In this course, you will get some practice reading and digesting research papers. The term-long project will give you a chance to learn something new about an exciting piece of work, and will give you an introduction to the research process.

The idea of reproducing research results, mostly using your laptops, was conceived and executed at Stanford. Creation of emulation tool, Mininet, which we will extensively use in this course, was the key enabler of such an effort. At Stanford, undergraduate students have successfully participated in CS 244 for almost a decade, reproducing results from top networking and systems conferences. In the process, students have been able to recreate research, find flaws in published papers, and begun projects that eventually led to publication. We’re excited to offer something similar at UCSB this year.

You may choose to either:

  • reproduce a result from a networking paper that hasn’t been reproduced in previous iterations of CS244, or
  • an original research project in the area of computer networking

You may work on this project alone, or in groups of three. You can use this thread on Slack to find a partner.

Much of this project is intentionally underspecified, and you should pick a project that you have sufficient time and experience to accomplish. Depending on what you propose, your project could require using a profiler, modifying the Linux kernel, implementing a custom simulator, learning a new scripting language, proving an interesting new result, or coordinating a software development effort across multiple group members.
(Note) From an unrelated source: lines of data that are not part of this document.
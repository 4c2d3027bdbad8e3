#![allow(dead_code)]

use std::cell::RefCell;
use std::collections::VecDeque;
use std::rc::Rc;

use async_trait::async_trait;
use futures::channel::oneshot;

use portal::api::{ApiReply, AuthApi};
use portal::common::{ApiError, StorageError};
use portal::forms::{FormState, RegistrationPayload};
use portal::models::FieldId;
use portal::services::{MemoryTokenStore, Navigator, Notification, Notifier, Route, TokenStore};
use portal::types::{LoginRequest, LoginResponse, MessageResponse};

pub type Reply<T> = Result<ApiReply<T>, ApiError>;

/// What the fake backend does for one call.
pub enum Step<T> {
    Ready(Reply<T>),
    Held(oneshot::Receiver<Reply<T>>),
}

async fn play<T>(step: Option<Step<T>>) -> Reply<T> {
    match step {
        Some(Step::Ready(reply)) => reply,
        Some(Step::Held(rx)) => rx
            .await
            .unwrap_or_else(|_| Err(ApiError::Network("sender dropped".into()))),
        None => Err(ApiError::Network("no scripted reply".into())),
    }
}

#[derive(Default)]
struct Script {
    login: RefCell<VecDeque<Step<LoginResponse>>>,
    register: RefCell<VecDeque<Step<MessageResponse>>>,
    login_calls: RefCell<Vec<LoginRequest>>,
    register_calls: RefCell<Vec<RegistrationPayload>>,
}

/// Backend double that replays scripted replies in order.
#[derive(Clone, Default)]
pub struct ScriptedApi {
    script: Rc<Script>,
}

impl ScriptedApi {
    pub fn new() -> Self {
        Self::default()
    }

    pub fn login_reply(&self, status: u16, body: LoginResponse) -> &Self {
        self.login_step(Step::Ready(Ok(ApiReply::new(status, body))))
    }

    pub fn login_step(&self, step: Step<LoginResponse>) -> &Self {
        self.script.login.borrow_mut().push_back(step);
        self
    }

    pub fn register_reply(&self, status: u16, message: Option<&str>) -> &Self {
        let body = MessageResponse {
            message: message.map(str::to_string),
        };
        self.register_step(Step::Ready(Ok(ApiReply::new(status, body))))
    }

    pub fn register_step(&self, step: Step<MessageResponse>) -> &Self {
        self.script.register.borrow_mut().push_back(step);
        self
    }

    /// Queues a login reply the test releases later through the sender.
    pub fn hold_login(&self) -> oneshot::Sender<Reply<LoginResponse>> {
        let (tx, rx) = oneshot::channel();
        self.login_step(Step::Held(rx));
        tx
    }

    pub fn hold_register(&self) -> oneshot::Sender<Reply<MessageResponse>> {
        let (tx, rx) = oneshot::channel();
        self.register_step(Step::Held(rx));
        tx
    }

    pub fn login_calls(&self) -> Vec<LoginRequest> {
        self.script.login_calls.borrow().clone()
    }

    pub fn register_calls(&self) -> Vec<RegistrationPayload> {
        self.script.register_calls.borrow().clone()
    }
}

#[async_trait(?Send)]
impl AuthApi for ScriptedApi {
    async fn login(&self, request: &LoginRequest) -> Reply<LoginResponse> {
        self.script.login_calls.borrow_mut().push(request.clone());
        let step = self.script.login.borrow_mut().pop_front();
        play(step).await
    }

    async fn register(&self, payload: &RegistrationPayload) -> Reply<MessageResponse> {
        self.script.register_calls.borrow_mut().push(payload.clone());
        let step = self.script.register.borrow_mut().pop_front();
        play(step).await
    }
}

#[derive(Clone, Default)]
pub struct RecordingNavigator {
    visited: Rc<RefCell<Vec<Route>>>,
}

impl RecordingNavigator {
    pub fn visited(&self) -> Vec<Route> {
        self.visited.borrow().clone()
    }
}

impl Navigator for RecordingNavigator {
    fn navigate(&self, route: Route) {
        self.visited.borrow_mut().push(route);
    }
}

#[derive(Clone, Default)]
pub struct RecordingNotifier {
    shown: Rc<RefCell<Vec<Notification>>>,
}

impl RecordingNotifier {
    pub fn shown(&self) -> Vec<Notification> {
        self.shown.borrow().clone()
    }

    pub fn texts(&self) -> Vec<String> {
        self.shown.borrow().iter().map(|n| n.text.clone()).collect()
    }
}

impl Notifier for RecordingNotifier {
    fn notify(&self, notification: Notification) {
        self.shown.borrow_mut().push(notification);
    }
}

/// Token storage that remembers every write.
#[derive(Clone, Default)]
pub struct RecordingStore {
    inner: Rc<MemoryTokenStore>,
    writes: Rc<RefCell<Vec<(String, String)>>>,
    read_only: bool,
}

impl RecordingStore {
    pub fn read_only() -> Self {
        Self {
            read_only: true,
            ..Self::default()
        }
    }

    pub fn writes(&self) -> Vec<(String, String)> {
        self.writes.borrow().clone()
    }
}

impl TokenStore for RecordingStore {
    fn get(&self, key: &str) -> Result<Option<String>, StorageError> {
        self.inner.get(key)
    }

    fn set(&self, key: &str, value: &str) -> Result<(), StorageError> {
        if self.read_only {
            return Err(StorageError::Write {
                key: key.to_string(),
                reason: "quota exceeded".into(),
            });
        }
        self.writes
            .borrow_mut()
            .push((key.to_string(), value.to_string()));
        self.inner.set(key, value)
    }

    fn remove(&self, key: &str) -> Result<(), StorageError> {
        self.inner.remove(key)
    }
}

pub fn credentials(email: &str, password: &str) -> LoginRequest {
    LoginRequest {
        email: email.to_string(),
        password: password.to_string(),
    }
}

pub fn token_body(token: &str) -> LoginResponse {
    LoginResponse {
        token: Some(token.to_string()),
        message: None,
    }
}

pub fn message_body(message: &str) -> LoginResponse {
    LoginResponse {
        token: None,
        message: Some(message.to_string()),
    }
}

/// Registration form with every required field filled in.
pub fn completed_form() -> FormState {
    let mut form = FormState::new();
    for (id, value) in [
        (FieldId::Name, "Ada Lovelace"),
        (FieldId::Email, "ada@example.com"),
        (FieldId::Phone, "+44 20 7946 0000"),
        (FieldId::CollegeName, "Analytical College"),
        (FieldId::Course, "Computer Science"),
        (FieldId::Department, "Mathematics"),
        (FieldId::University, "University of London"),
        (FieldId::Degree, "B.Sc"),
        (FieldId::Specialization, "Algorithms"),
        (FieldId::Cgpa, "9.4"),
        (FieldId::CurrentYear, "4th Year"),
        (FieldId::YearOfPassing, "2026"),
    ] {
        form.set_field(id, value);
    }
    form
}
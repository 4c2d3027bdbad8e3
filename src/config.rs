//! Process-wide configuration, resolved once at startup.

use crate::common::ConfigError;

/// Backend root used when `PORTAL_API_BASE` was not set at build time.
pub const DEFAULT_API_BASE: &str = "http://localhost:5000/api";

/// Where the backend API lives (the `BaseUrl` of the portal).
#[derive(Clone, Debug, PartialEq, Eq)]
pub struct ApiConfig {
    base_url: String,
}

impl ApiConfig {
    pub fn new(base_url: impl Into<String>) -> Result<Self, ConfigError> {
        let base_url = base_url.into();
        let trimmed = base_url.trim().trim_end_matches('/');

        if !(trimmed.starts_with("http://") || trimmed.starts_with("https://")) {
            return Err(ConfigError::InvalidBaseUrl(base_url));
        }

        Ok(Self {
            base_url: trimmed.to_string(),
        })
    }

    /// Base URL baked into the client at compile time.
    pub fn from_build_env() -> Self {
        let configured = option_env!("PORTAL_API_BASE").unwrap_or(DEFAULT_API_BASE);

        Self::new(configured).unwrap_or_else(|e| {
            log::warn!("{}; falling back to {}", e, DEFAULT_API_BASE);
            Self {
                base_url: DEFAULT_API_BASE.to_string(),
            }
        })
    }

    pub fn base_url(&self) -> &str {
        &self.base_url
    }

    pub fn endpoint(&self, path: &str) -> String {
        format!("{}/{}", self.base_url, path.trim_start_matches('/'))
    }
}

impl Default for ApiConfig {
    fn default() -> Self {
        Self::from_build_env()
    }
}

/// Settings for the native host that serves the compiled client.
#[cfg(feature = "server")]
#[derive(Clone, Debug, PartialEq, Eq)]
pub struct ServerConfig {
    pub bind_addr: std::net::SocketAddr,
    pub site_dir: std::path::PathBuf,
}

#[cfg(feature = "server")]
impl ServerConfig {
    pub const DEFAULT_BIND_ADDR: &'static str = "0.0.0.0:8080";
    pub const DEFAULT_SITE_DIR: &'static str = "./site";

    /// Reads `BIND_ADDR` and `PORTAL_SITE_DIR`, loading `.env` first if present.
    pub fn from_env() -> Result<Self, ConfigError> {
        dotenvy::dotenv().ok();

        let bind = std::env::var("BIND_ADDR")
            .ok()
            .map(|s| s.trim().to_string())
            .filter(|s| !s.is_empty())
            .unwrap_or_else(|| Self::DEFAULT_BIND_ADDR.to_string());
        let site_dir = std::env::var("PORTAL_SITE_DIR")
            .ok()
            .filter(|s| !s.trim().is_empty())
            .unwrap_or_else(|| Self::DEFAULT_SITE_DIR.to_string());

        Self::new(&bind, site_dir)
    }

    pub fn new(bind: &str, site_dir: impl Into<std::path::PathBuf>) -> Result<Self, ConfigError> {
        let bind_addr = bind
            .parse()
            .map_err(|_| ConfigError::InvalidBindAddr(bind.to_string()))?;

        Ok(Self {
            bind_addr,
            site_dir: site_dir.into(),
        })
    }
}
You will likely need to read research papers outside of the class reading list or the particular paper you are trying to reproduce. (Check the references of any paper for the most closely related prior work, and read or skim the prior work!)

Reproduction Projects

For a reproduction project, here are some sample questions your project might try to answer:

  • Does the primary result in the paper hold up? Your reproduction effort should be designed in a way that it can, in principle, detect if the original paper is wrong.
  • Can you generate a plot or graph that looks the same as one of the main figures in the original paper, and explain where it came from?
  • What kind of “reproduction” is appropriate? Any figure can be “reproduced” if you simply re-plot the authors’ original data on the same axes. Can the data be generated afresh?
  • Are the assumptions behind the data-generating process, and the way the system was compared with prior work, realistic? Do your results support the paper’s claims about the generalizability, or applicability, of the results?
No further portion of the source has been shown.